The transition of my mind from one of the most awful subjects of
contemplation, to a touching incident of human benevolence, was
not less gratifying to my feelings than the sudden hushing of the
midnight tempest is to the mariner, who, having lost his compass,
can steer his vessel only by the light of the polar star.

Curiosity impelled me to watch the movements of this stranger, and
I beheld him cautiously removing the weeds which were entwined
around the exhausted lamb, and then carrying it to its dam, which,
I imagined from her bleating, instinctively knew the danger from
which her offspring had been delivered. This sight brought to
my recollection the language of the prophet, who represents the
Redeemer as gathering the lambs with his arms, and carrying them in
his bosom.

On perceiving the stranger advancing towards the stile which I
intended to cross, I again seated myself on my former post of
observation, and soon had the gratification of seeing him saunter
up the lane. He was a young man, on whom the God of nature had
bestowed a fine exterior form; and who by an action, which he was
not conscious I had witnessed, had strongly prepossessed me in his
favour. I arose on his coming near me; we exchanged the customary
bow of polite recognition; and, after passing a few cursory remarks
on the varied scenery around us, we moved onwards together, and were
soon engaged in a very interesting and important discussion.

"I have, Sir," he said, "left the bustling city, in which I have
spent the greater part of my life, to survey for myself those rural
beauties and employments which I have been accustomed to view
through the medium of the press."

"No fancy," I observed, "can paint the beauties of nature, in all
their varied forms, and hues, and rich combinations. The landscape
pleases when on the canvas; but there is no life, no motion, no
sound, all which are necessary to make the representation really
correct."

"True, Sir, but we are much indebted to the pencil for introducing
rural scenes and scenery into our crowded cities, by which we are
told, through the medium of the eye, that there are living beauties
in nature which _we may see_. This is my first visit to the country.
I have been wandering about for several weeks, travelling from
village to village, and penetrating into woods and forests; trying
to make myself familiar with the manners and habits, the sentiments
and feelings, of the various orders of rustic life. I have conversed
with the opulent and indigent farmer; with the man who holds the
plough, and the man who drives the team; with the shepherd and the
woodman; I have looked into their houses and their huts, and have
investigated their plans of domestic economy; and I think I shall
now return home with a more correct opinion of the actual state of
things that I once entertained. The beauties of nature are more
beautiful than I anticipated; but I have searched in vain for that
rural simplicity, and innocence, and joy, which ancient and modern
poets have described in such glowing colours. For simplicity, I
have found rudeness; for innocence, low cunning; for contentment,
murmuring dissatisfaction; for sportive playfulness, almost
universal lamentation. To quote the language of a poet who first
introduced scepticism into my unsuspecting breast:--

    'I grant, indeed, that fields and flocks have charms
    For him that grazes, or for him that farms:
    But, when amid such pleasing scenes, I trace
    The poor, laborious natives of the place,
    And see the mid-day sun, with fervid ray,
    On their bare heads and dewy temples play;
    While some, with feeble hands, and fainter hearts,
    Deplore their fortune, yet sustain their parts--
    Then, shall I dare these real ills to hide,
    In tinsel trappings of poetic pride?'"

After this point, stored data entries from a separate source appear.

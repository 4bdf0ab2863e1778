//! Provider registry and factory.
//!
//! Maps provider names to concrete [`LlmProvider`] implementations.

use std::sync::Arc;

use crate::agent::config::AgentConfig;
use crate::agent::provider::LlmProvider;
#[cfg(feature = "openai")]
use crate::agent::providers::OpenAiProvider;
use crate::error::AgentError;

/// Creates an [`LlmProvider`] based on the configured provider name.
///
/// # Supported Providers
///
/// - `"openai"` (default): OpenAI-compatible APIs via `async-openai`
/// - `"huggingface"`: the Hugging Face inference router, which speaks the
///   same chat completion protocol
///
/// # Errors
///
/// Returns [`AgentError::UnsupportedProvider`] for unknown provider names.
pub fn create_provider(config: &AgentConfig) -> Result<Arc<dyn LlmProvider>, AgentError> {
    match config.provider.as_str() {
        #[cfg(feature = "openai")]
        "openai" | "huggingface" => Ok(Arc::new(OpenAiProvider::new(config))),
        other => Err(AgentError::UnsupportedProvider {
            name: other.to_string(),
        }),
    }
}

"I have often been charmed with the pastoral life of the poets,
but I have never found a counterpart to their descriptions.
_Their_shepherdesses are clothed with the verdant beauty of
paradisaical innocence, and their shepherds are men of genius;
the sky beneath which their ewes lamb and their dogs sleep, knows
nothing of the war of elements; but when I visit the actual spots
from whence they collect their enchanting imagery, I see the
ponderous cloud overhanging the defenceless fold; and am soon
convinced that

    'No shepherds now, in smooth alternate verse,
    Their country's beauty or their nymphs rehearse.'"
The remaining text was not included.